This further limits the force applied to the first and second swing
levers 5 and 7 acting to deform the first and second swing levers 5
and 7 and consequently allows the first and second swing levers 5
and 7 to be reduced in thickness.
[0060] (11) The ball joint 21 includes the ball pin 22, which is
arranged on the connecting rod 8, and the joint case 23, which is
arranged on the corresponding one of the first and second swing
levers 5 and 7. The ball pin 22 includes the spherical portion 22d
and a portion embedded in the connecting rod 8. The spherical
portion 22d is accommodated in the joint case 23 in a rollable
manner. The first and second pivot shafts 4 and 6 extend from the
first and second swing levers 5 and 7 toward the first side. The
joint case 23 includes the cap 23c and the opening 23d. The cap 23c
is located at the first side of the first and second swing levers 5
and 7 and is cap-shaped to cover portions of the corresponding one
of the first and second swing levers 5 and 7 located at the first
side. The opening 23d is located at the second side of the first
and second swing levers 5 and 7 opposite to the first side. The
spherical portion 22d is accommodated in the joint case 23 from the
opening 23d.

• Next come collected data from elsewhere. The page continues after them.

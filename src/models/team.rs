use serde::{Deserialize, Serialize};
use time::OffsetDateTime;
use uuid::Uuid;

#[derive(Debug, Clone, Serialize, Deserialize)]
pub struct Team {
    pub id: Uuid,
    pub trainer_id: Uuid,
    pub name: String,
    pub description: Option<String>,
    pub created_at: OffsetDateTime,
}

/// Team member joined with its Pokédex entry
#[derive(Debug, Clone, Serialize, Deserialize)]
pub struct TeamMemberView {
    pub id: Uuid,
    pub position: i32,
    pub pokedex_entry_id: Uuid,
    pub pokemon_id: i32,
    pub pokemon_name: String,
}

/// Team with its members ordered by position
#[derive(Debug, Clone, Serialize, Deserialize)]
pub struct TeamWithMembers {
    pub team: Team,
    pub members: Vec<TeamMemberView>,
}

#[derive(Debug, Clone)]
pub struct CreateTeam {
    pub name: String,
    pub description: Option<String>,
    pub pokemon_ids: Vec<i32>,
}

#[derive(Debug, Clone, Default)]
pub struct UpdateTeam {
    pub name: Option<String>,
    /// `Some(None)` clears the description
    pub description: Option<Option<String>>,
    pub pokemon_ids: Option<Vec<i32>>,
}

Thus, for example, even when raindrops or the like
enter the wiper device from the upper side of the wiper device
(portion of wiper device located at first side) and reach the ball
joint 21, entrance of the raindrops into the joint case 23 is
prevented or limited.
[0061] The first embodiment may be modified as described below.

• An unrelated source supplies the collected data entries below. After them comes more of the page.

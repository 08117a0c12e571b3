use async_trait::async_trait;
use sea_orm::{
    ActiveModelTrait, ColumnTrait, ConnectionTrait, EntityTrait, QueryFilter, QueryOrder, Set,
};
use uuid::Uuid;

use crate::entity::pokedex_entry::Entity as PokedexEntity;
use crate::entity::team::{self, ActiveModel, Column, Entity as TeamEntity};
use crate::entity::team_member::{
    ActiveModel as MemberActiveModel, Column as MemberColumn, Entity as MemberEntity,
};
use crate::error::{AppError, AppResult};
use crate::models::{PokedexEntry, Team, TeamMemberView, UpdateTeam};
use crate::repositories::Repository;

/// Team repository for database operations
pub struct TeamRepository;

#[async_trait]
impl Repository<Team> for TeamRepository {
    async fn find_by_id<C: ConnectionTrait>(db: &C, id: Uuid) -> AppResult<Team> {
        let model = TeamEntity::find_by_id(id)
            .one(db)
            .await?
            .ok_or_else(|| AppError::NotFound("Team".to_string()))?;

        Ok(model.into())
    }

    async fn delete<C: ConnectionTrait>(db: &C, id: Uuid) -> AppResult<()> {
        let result = TeamEntity::delete_by_id(id).exec(db).await?;

        if result.rows_affected == 0 {
            return Err(AppError::NotFound("Team".to_string()));
        }

        Ok(())
    }
}

impl TeamRepository {
    /// Create a new team (members are inserted separately)
    pub async fn create<C: ConnectionTrait>(
        db: &C,
        trainer_id: Uuid,
        name: &str,
        description: Option<&str>,
    ) -> AppResult<Team> {
        let model = ActiveModel {
            id: Set(Uuid::new_v4()),
            trainer_id: Set(trainer_id),
            name: Set(name.to_string()),
            description: Set(description.map(str::to_string)),
            created_at: Set(time::OffsetDateTime::now_utc()),
        };

        let result = model.insert(db).await?;
        Ok(result.into())
    }

    /// List a trainer's teams, oldest first
    pub async fn list_by_trainer<C: ConnectionTrait>(
        db: &C,
        trainer_id: Uuid,
    ) -> AppResult<Vec<Team>> {
        let models = TeamEntity::find()
            .filter(Column::TrainerId.eq(trainer_id))
            .order_by_asc(Column::CreatedAt)
            .order_by_asc(Column::Id)
            .all(db)
            .await?;

        Ok(models.into_iter().map(|m| m.into()).collect())
    }

    /// Update name and/or description
    pub async fn update_details<C: ConnectionTrait>(
        db: &C,
        id: Uuid,
        input: &UpdateTeam,
    ) -> AppResult<Team> {
        let model = TeamEntity::find_by_id(id)
            .one(db)
            .await?
            .ok_or_else(|| AppError::NotFound("Team".to_string()))?;

        if input.name.is_none() && input.description.is_none() {
            return Ok(model.into());
        }

        let mut active: ActiveModel = model.into();

        if let Some(name) = &input.name {
            active.name = Set(name.clone());
        }
        if let Some(description) = &input.description {
            active.description = Set(description.clone());
        }

        let result = active.update(db).await?;
        Ok(result.into())
    }

    /// Insert members at positions 1..=n in the given order
    pub async fn insert_members<C: ConnectionTrait>(
        db: &C,
        team_id: Uuid,
        entries: &[PokedexEntry],
    ) -> AppResult<()> {
        if entries.is_empty() {
            return Ok(());
        }

        let members = entries
            .iter()
            .enumerate()
            .map(|(index, entry)| MemberActiveModel {
                id: Set(Uuid::new_v4()),
                team_id: Set(team_id),
                pokedex_entry_id: Set(entry.id),
                position: Set(index as i32 + 1),
            });

        MemberEntity::insert_many(members).exec(db).await?;
        Ok(())
    }

    /// Remove every member of a team
    pub async fn delete_members<C: ConnectionTrait>(db: &C, team_id: Uuid) -> AppResult<u64> {
        let result = MemberEntity::delete_many()
            .filter(MemberColumn::TeamId.eq(team_id))
            .exec(db)
            .await?;

        Ok(result.rows_affected)
    }

    /// Remove the memberships that point at a Pokédex entry
    pub async fn delete_members_for_entry<C: ConnectionTrait>(
        db: &C,
        pokedex_entry_id: Uuid,
    ) -> AppResult<u64> {
        let result = MemberEntity::delete_many()
            .filter(MemberColumn::PokedexEntryId.eq(pokedex_entry_id))
            .exec(db)
            .await?;

        Ok(result.rows_affected)
    }

    /// Teams that have the entry as a member
    pub async fn team_ids_for_entry<C: ConnectionTrait>(
        db: &C,
        pokedex_entry_id: Uuid,
    ) -> AppResult<Vec<Uuid>> {
        let rows = MemberEntity::find()
            .filter(MemberColumn::PokedexEntryId.eq(pokedex_entry_id))
            .all(db)
            .await?;

        let mut team_ids: Vec<Uuid> = rows.into_iter().map(|row| row.team_id).collect();
        team_ids.sort_unstable();
        team_ids.dedup();
        Ok(team_ids)
    }

    /// Renumber a team's members 1..=n keeping their order; returns n
    pub async fn compact_positions<C: ConnectionTrait>(db: &C, team_id: Uuid) -> AppResult<usize> {
        let rows = MemberEntity::find()
            .filter(MemberColumn::TeamId.eq(team_id))
            .order_by_asc(MemberColumn::Position)
            .all(db)
            .await?;

        let count = rows.len();
        for (index, row) in rows.into_iter().enumerate() {
            let position = index as i32 + 1;
            if row.position == position {
                continue;
            }

            let mut active: MemberActiveModel = row.into();
            active.position = Set(position);
            active.update(db).await?;
        }

        Ok(count)
    }

    /// Members of a team joined with their entries, ordered by position
    pub async fn members<C: ConnectionTrait>(
        db: &C,
        team_id: Uuid,
    ) -> AppResult<Vec<TeamMemberView>> {
        let rows = MemberEntity::find()
            .filter(MemberColumn::TeamId.eq(team_id))
            .find_also_related(PokedexEntity)
            .order_by_asc(MemberColumn::Position)
            .all(db)
            .await?;

        Ok(rows
            .into_iter()
            .filter_map(|(member, entry)| {
                entry.map(|entry| TeamMemberView {
                    id: member.id,
                    position: member.position,
                    pokedex_entry_id: entry.id,
                    pokemon_id: entry.pokemon_id,
                    pokemon_name: entry.pokemon_name,
                })
            })
            .collect())
    }
}

// Conversion from SeaORM model to our domain model
impl From<team::Model> for Team {
    fn from(m: team::Model) -> Self {
        Self {
            id: m.id,
            trainer_id: m.trainer_id,
            name: m.name,
            description: m.description,
            created_at: m.created_at,
        }
    }
}
pub mod auth;
pub mod catalog;
pub mod catalog_cache;
pub mod export;
pub mod pokedex;
pub mod team;

pub use auth::{AuthService, Claims};
pub use catalog::CatalogClient;
pub use catalog_cache::CatalogCache;
pub use pokedex::PokedexService;
pub use team::TeamService;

[0062] In the above embodiment, the first swing lever 5, the second
swing lever 7, and the drive rod 12 are all arranged at the upper
side of the connecting rod 8 (first and second pivot shafts 4 and
6) and connected to the connecting rod 8. However, there is no
limit to such a layout.
[0063] For example, as shown in FIG. 6, the first swing lever 5 may
be arranged at the lower side of the connecting rod 8 and connected
to the connecting rod 8. In this case, the second swing lever 7 and
the drive rod 12 may also be located at the lower side of the
connecting rod 8 and connected to the connecting rod 8.
[0064] Further, for example, one of the first swing lever 5, the
second swing lever 7, and the drive rod 12 may be arranged at the
opposite side of the connecting rod 8 in the vertical direction and
connected to the connecting rod 8.
[0065] In the above embodiment, the ball pin 22 of the ball joint
21 includes the fixing portion 22b that has the fixing hole 22a
through which the connecting rod 8 is extended and fixed. However,
the ball pin 22, which includes the spherical portion 22d, may be
connected by a different structure to the connecting rod 8.

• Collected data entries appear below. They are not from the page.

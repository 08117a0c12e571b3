use serde::{Deserialize, Serialize};
use time::OffsetDateTime;
use utoipa::ToSchema;
use uuid::Uuid;

#[derive(Debug, Clone, Serialize, Deserialize)]
pub struct User {
    pub id: Uuid,
    pub username: String,
    pub email: String,
    #[serde(skip_serializing)] // Never expose password hash
    pub password_hash: String,
    pub is_active: bool,
    pub created_at: OffsetDateTime,
}

/// User creation DTO (without id and timestamps)
#[derive(Debug, Deserialize)]
pub struct CreateUser {
    pub username: String,
    pub email: String,
    pub password: String,
}

/// Public user response (safe to return via API)
#[derive(Debug, Serialize, ToSchema)]
pub struct UserResponse {
    pub id: Uuid,
    pub username: String,
    pub email: String,
    pub is_active: bool,
    #[serde(with = "time::serde::rfc3339")]
    #[schema(value_type = String)]
    pub created_at: OffsetDateTime,
}

impl From<User> for UserResponse {
    fn from(user: User) -> Self {
        Self {
            id: user.id,
            username: user.username,
            email: user.email,
            is_active: user.is_active,
            created_at: user.created_at,
        }
    }
}
use axum::{extract::State, http::StatusCode, Form, Json};
use serde::{Deserialize, Serialize};
use utoipa::ToSchema;

use crate::error::{AppError, AppResult};
use crate::handlers::common::validate_required;
use crate::middlewares::AuthUser;
use crate::models::{CreateUser, UserResponse};
use crate::repositories::{Repository, UserRepository};
use crate::services::AuthService;
use crate::state::AppState;

// ============ Request/Response DTOs ============

#[derive(Debug, Deserialize, ToSchema)]
pub struct RegisterRequest {
    pub username: String,
    pub email: String,
    pub password: String,
}

/// OAuth2 password-flow form fields
#[derive(Debug, Deserialize, ToSchema)]
pub struct LoginRequest {
    pub username: String,
    pub password: String,
}

#[derive(Debug, Serialize, ToSchema)]
pub struct TokenResponse {
    pub access_token: String,
    pub token_type: String,
}

// ============ Handlers ============

/// Register a new user
#[utoipa::path(
    post,
    path = "/api/v1/auth/register",
    request_body = RegisterRequest,
    responses(
        (status = 201, description = "User registered successfully", body = UserResponse),
        (status = 400, description = "Validation error or username/email already registered"),
        (status = 429, description = "Too many registrations from this address")
    ),
    tag = "Auth"
)]
pub async fn register(
    State(state): State<AppState>,
    Json(payload): Json<RegisterRequest>,
) -> AppResult<(StatusCode, Json<UserResponse>)> {
    let username = payload.username.trim().to_string();
    let email = payload.email.trim().to_string();

    // Validate input
    validate_required("Username", &username, 50)?;
    if username.chars().count() < 3 {
        return Err(AppError::Validation(
            "Username must be at least 3 characters".to_string(),
        ));
    }
    validate_required("Email", &email, 255)?;
    if !email.contains('@') {
        return Err(AppError::Validation("Email is not valid".to_string()));
    }
    if payload.password.chars().count() < 8 {
        return Err(AppError::Validation(
            "Password must be at least 8 characters".to_string(),
        ));
    }

    if UserRepository::username_or_email_exists(&state.db, &username, &email).await? {
        tracing::warn!(username = %username, email = %email, "Register failed (duplicate)");
        return Err(AppError::Conflict(
            "Username or email already registered".to_string(),
        ));
    }

    let password_hash = AuthService::hash_password(&payload.password)?;

    let create_user = CreateUser {
        username,
        email,
        password: payload.password,
    };

    let user = UserRepository::create(&state.db, &create_user, &password_hash).await?;
    tracing::info!(user_id = %user.id, username = %user.username, "User registered");

    Ok((StatusCode::CREATED, Json(user.into())))
}

/// Exchange username and password for a bearer token
#[utoipa::path(
    post,
    path = "/api/v1/auth/login",
    request_body(content = LoginRequest, content_type = "application/x-www-form-urlencoded"),
    responses(
        (status = 200, description = "Login successful", body = TokenResponse),
        (status = 401, description = "Incorrect username or password"),
        (status = 429, description = "Too many login attempts from this address")
    ),
    tag = "Auth"
)]
pub async fn login(
    State(state): State<AppState>,
    Form(payload): Form<LoginRequest>,
) -> AppResult<Json<TokenResponse>> {
    let Some(user) =
        AuthService::authenticate(&state.db, &payload.username, &payload.password).await?
    else {
        tracing::warn!(username = %payload.username, "Login failed (bad credentials)");
        return Err(AppError::InvalidCredentials);
    };

    let access_token = AuthService::generate_token(&user.username, &state.config)?;
    tracing::info!(user_id = %user.id, username = %user.username, "Login successful");

    Ok(Json(TokenResponse {
        access_token,
        token_type: "bearer".to_string(),
    }))
}

/// Get current authenticated user
#[utoipa::path(
    get,
    path = "/api/v1/auth/me",
    responses(
        (status = 200, description = "Current user info", body = UserResponse),
        (status = 401, description = "Unauthorized")
    ),
    security(
        ("bearer_auth" = [])
    ),
    tag = "Auth"
)]
pub async fn me(
    user: AuthUser,
    State(state): State<AppState>,
) -> AppResult<Json<UserResponse>> {
    let user_data = UserRepository::find_by_id(&state.db, user.id).await?;
    Ok(Json(user_data.into()))
}
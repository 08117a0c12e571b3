use std::collections::HashSet;

use futures::future::try_join_all;
use sea_orm::{ConnectionTrait, DatabaseConnection, TransactionTrait};
use time::{Date, Duration};
use uuid::Uuid;

use crate::error::{AppError, AppResult};
use crate::models::{
    AddPokedexEntry, CreatePokedexEntry, PokedexEntry, PokedexFilter, PokedexStats,
    UpdatePokedexEntry,
};
use crate::repositories::{PokedexRepository, Repository, TeamRepository};
use crate::services::{export, CatalogClient};

pub const MAX_PAGE_SIZE: i64 = 200;

/// Per-user collection operations
pub struct PokedexService;

impl PokedexService {
    /// Add a Pokémon to the owner's Pokédex, denormalizing name and sprite
    pub async fn add(
        db: &DatabaseConnection,
        catalog: &CatalogClient,
        owner_id: Uuid,
        input: AddPokedexEntry,
    ) -> AppResult<PokedexEntry> {
        if PokedexRepository::find_by_owner_and_pokemon(db, owner_id, input.pokemon_id)
            .await?
            .is_some()
        {
            return Err(AppError::DuplicateEntry(
                "Pokemon already in your Pokedex".to_string(),
            ));
        }

        let pokemon = catalog
            .get_on_blocking_pool(&input.pokemon_id.to_string())
            .await?;

        let create = CreatePokedexEntry {
            pokemon_id: input.pokemon_id,
            pokemon_name: pokemon.name,
            pokemon_sprite: pokemon.sprite,
            is_captured: input.is_captured,
            favorite: input.favorite,
            nickname: input.nickname,
            notes: input.notes,
        };

        let entry = PokedexRepository::create(db, owner_id, &create).await?;
        tracing::info!(owner_id = %owner_id, pokemon_id = entry.pokemon_id, "Pokedex entry added");

        Ok(entry)
    }

    pub async fn list(
        db: &DatabaseConnection,
        owner_id: Uuid,
        filter: &PokedexFilter,
        limit: i64,
        offset: i64,
    ) -> AppResult<Vec<PokedexEntry>> {
        let (limit, offset) = validate_page(limit, offset)?;
        PokedexRepository::list_by_owner(db, owner_id, filter, limit, offset).await
    }

    /// Page of entries, each paired with its catalog types
    pub async fn list_with_types(
        db: &DatabaseConnection,
        catalog: &CatalogClient,
        owner_id: Uuid,
        filter: &PokedexFilter,
        limit: i64,
        offset: i64,
    ) -> AppResult<Vec<(PokedexEntry, Vec<String>)>> {
        let entries = Self::list(db, owner_id, filter, limit, offset).await?;

        let lookups = entries.iter().map(|entry| {
            let key = entry.pokemon_id.to_string();
            async move { catalog.get(&key).await }
        });
        let pokemon = try_join_all(lookups).await?;

        Ok(entries
            .into_iter()
            .zip(pokemon)
            .map(|(entry, pokemon)| (entry, pokemon.types))
            .collect())
    }

    /// Apply a partial update to one of the owner's entries
    pub async fn patch(
        db: &DatabaseConnection,
        owner_id: Uuid,
        entry_id: Uuid,
        input: &UpdatePokedexEntry,
    ) -> AppResult<PokedexEntry> {
        Self::owned_entry(db, owner_id, entry_id).await?;
        PokedexRepository::update(db, entry_id, input).await
    }

    /// Hard delete, together with the team memberships pointing at the entry.
    ///
    /// The remaining members of each affected team move up to keep positions
    /// contiguous from 1. A team left without members is deleted.
    pub async fn delete(db: &DatabaseConnection, owner_id: Uuid, entry_id: Uuid) -> AppResult<()> {
        let txn = db.begin().await?;

        Self::owned_entry(&txn, owner_id, entry_id).await?;

        let team_ids = TeamRepository::team_ids_for_entry(&txn, entry_id).await?;
        TeamRepository::delete_members_for_entry(&txn, entry_id).await?;

        let mut emptied = 0;
        for team_id in &team_ids {
            if TeamRepository::compact_positions(&txn, *team_id).await? == 0 {
                TeamRepository::delete(&txn, *team_id).await?;
                emptied += 1;
            }
        }

        PokedexRepository::delete(&txn, entry_id).await?;

        txn.commit().await?;

        if !team_ids.is_empty() {
            tracing::info!(
                entry_id = %entry_id,
                teams = team_ids.len(),
                emptied,
                "Removed team memberships of deleted entry"
            );
        }
        Ok(())
    }

    pub async fn stats(
        db: &DatabaseConnection,
        catalog: &CatalogClient,
        owner_id: Uuid,
    ) -> AppResult<PokedexStats> {
        let entries =
            PokedexRepository::list_all_by_owner(db, owner_id, &PokedexFilter::default()).await?;

        let total = entries.len() as u64;
        let captured = entries.iter().filter(|e| e.is_captured).count() as u64;
        let favorites = entries.iter().filter(|e| e.favorite).count() as u64;

        let capture_dates: Vec<Date> = entries
            .iter()
            .filter_map(|e| e.capture_date.map(|d| d.date()))
            .collect();

        let mut seen = HashSet::new();
        let distinct_ids: Vec<i32> = entries
            .iter()
            .map(|e| e.pokemon_id)
            .filter(|id| seen.insert(*id))
            .collect();

        let lookups = distinct_ids.iter().map(|id| {
            let key = id.to_string();
            async move { catalog.get(&key).await }
        });
        let pokemon = try_join_all(lookups).await?;

        Ok(PokedexStats {
            total_pokemon: total,
            captured,
            favorites,
            completion_percentage: completion_percentage(captured, total),
            most_common_type: most_common(pokemon.iter().flat_map(|p| p.types.iter())),
            capture_streak_days: longest_streak(capture_dates),
        })
    }

    /// CSV export of every entry matching the filter
    pub async fn export_csv(
        db: &DatabaseConnection,
        owner_id: Uuid,
        filter: &PokedexFilter,
    ) -> AppResult<Vec<u8>> {
        let entries = PokedexRepository::list_all_by_owner(db, owner_id, filter).await?;
        export::pokedex_csv(&entries)
    }

    async fn owned_entry<C: ConnectionTrait>(
        db: &C,
        owner_id: Uuid,
        entry_id: Uuid,
    ) -> AppResult<PokedexEntry> {
        let entry = PokedexRepository::find_by_id(db, entry_id).await?;

        if entry.owner_id != owner_id {
            return Err(AppError::Forbidden(
                "Not allowed to access this Pokedex entry".to_string(),
            ));
        }

        Ok(entry)
    }
}

fn validate_page(limit: i64, offset: i64) -> AppResult<(u64, u64)> {
    if !(1..=MAX_PAGE_SIZE).contains(&limit) {
        return Err(AppError::Validation(format!(
            "limit must be between 1 and {}",
            MAX_PAGE_SIZE
        )));
    }
    if offset < 0 {
        return Err(AppError::Validation(
            "offset must be greater than or equal to 0".to_string(),
        ));
    }

    Ok((limit as u64, offset as u64))
}

/// Captured share of the collection, rounded to one decimal
fn completion_percentage(captured: u64, total: u64) -> f64 {
    if total == 0 {
        return 0.0;
    }
    (captured as f64 * 1000.0 / total as f64).round() / 10.0
}

/// Longest run of consecutive calendar days among the given dates
fn longest_streak(mut dates: Vec<Date>) -> u32 {
    dates.sort_unstable();
    dates.dedup();

    let mut longest = 0;
    let mut current = 0;
    let mut previous: Option<Date> = None;

    for date in dates {
        current = match previous {
            Some(prev) if prev + Duration::days(1) == date => current + 1,
            _ => 1,
        };
        longest = longest.max(current);
        previous = Some(date);
    }

    longest
}

/// Most frequent value; the first one seen wins a tie
fn most_common<'a>(values: impl Iterator<Item = &'a String>) -> Option<String> {
    let mut counts: Vec<(&String, u32)> = Vec::new();

    for value in values {
        match counts.iter_mut().find(|(v, _)| *v == value) {
            Some((_, count)) => *count += 1,
            None => counts.push((value, 1)),
        }
    }

    let mut best: Option<(&String, u32)> = None;
    for (value, count) in counts {
        match best {
            Some((_, top)) if count <= top => {}
            _ => best = Some((value, count)),
        }
    }

    best.map(|(value, _)| value.clone())
}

[0066] For example, as shown in FIG. 7, the connecting rod 8 may
include a bent end fixed (welded or press-fitted) to the shaft
portion 22c of the ball pin 22.
[0067] In the above embodiment, the first swing lever 5, the second
swing lever 7, and the drive rod 12 are each connected to the
connecting rod 8 by the same type of ball joint 21 but instead may
be connected by a joint of a different structure.
[0068] In the above embodiment, the first swing lever 5, the second
swing lever 7, and the drive rod 12 are each connected to the
connecting rod 8 by the corresponding ball joint 21, and the roll
centers Z of the ball joints 21 are located on a straight line.
However, the roll centers Z do not have to be located on the
straight line.
[0069] In the above embodiment, the roll center of each ball joint
21 is located in the thickness range Y of the corresponding one of
the first and second swing levers 5 and 7. Instead, the roll center
may be located outside the thickness range Y of the corresponding
one of the first and second swing levers 5 and 7. For example, in
contrast with the above embodiment, the first and second swing
levers 5 and 7 may be fixed to the corresponding ball pin 22, and
the connecting rod 8 may be fixed to the joint case 23.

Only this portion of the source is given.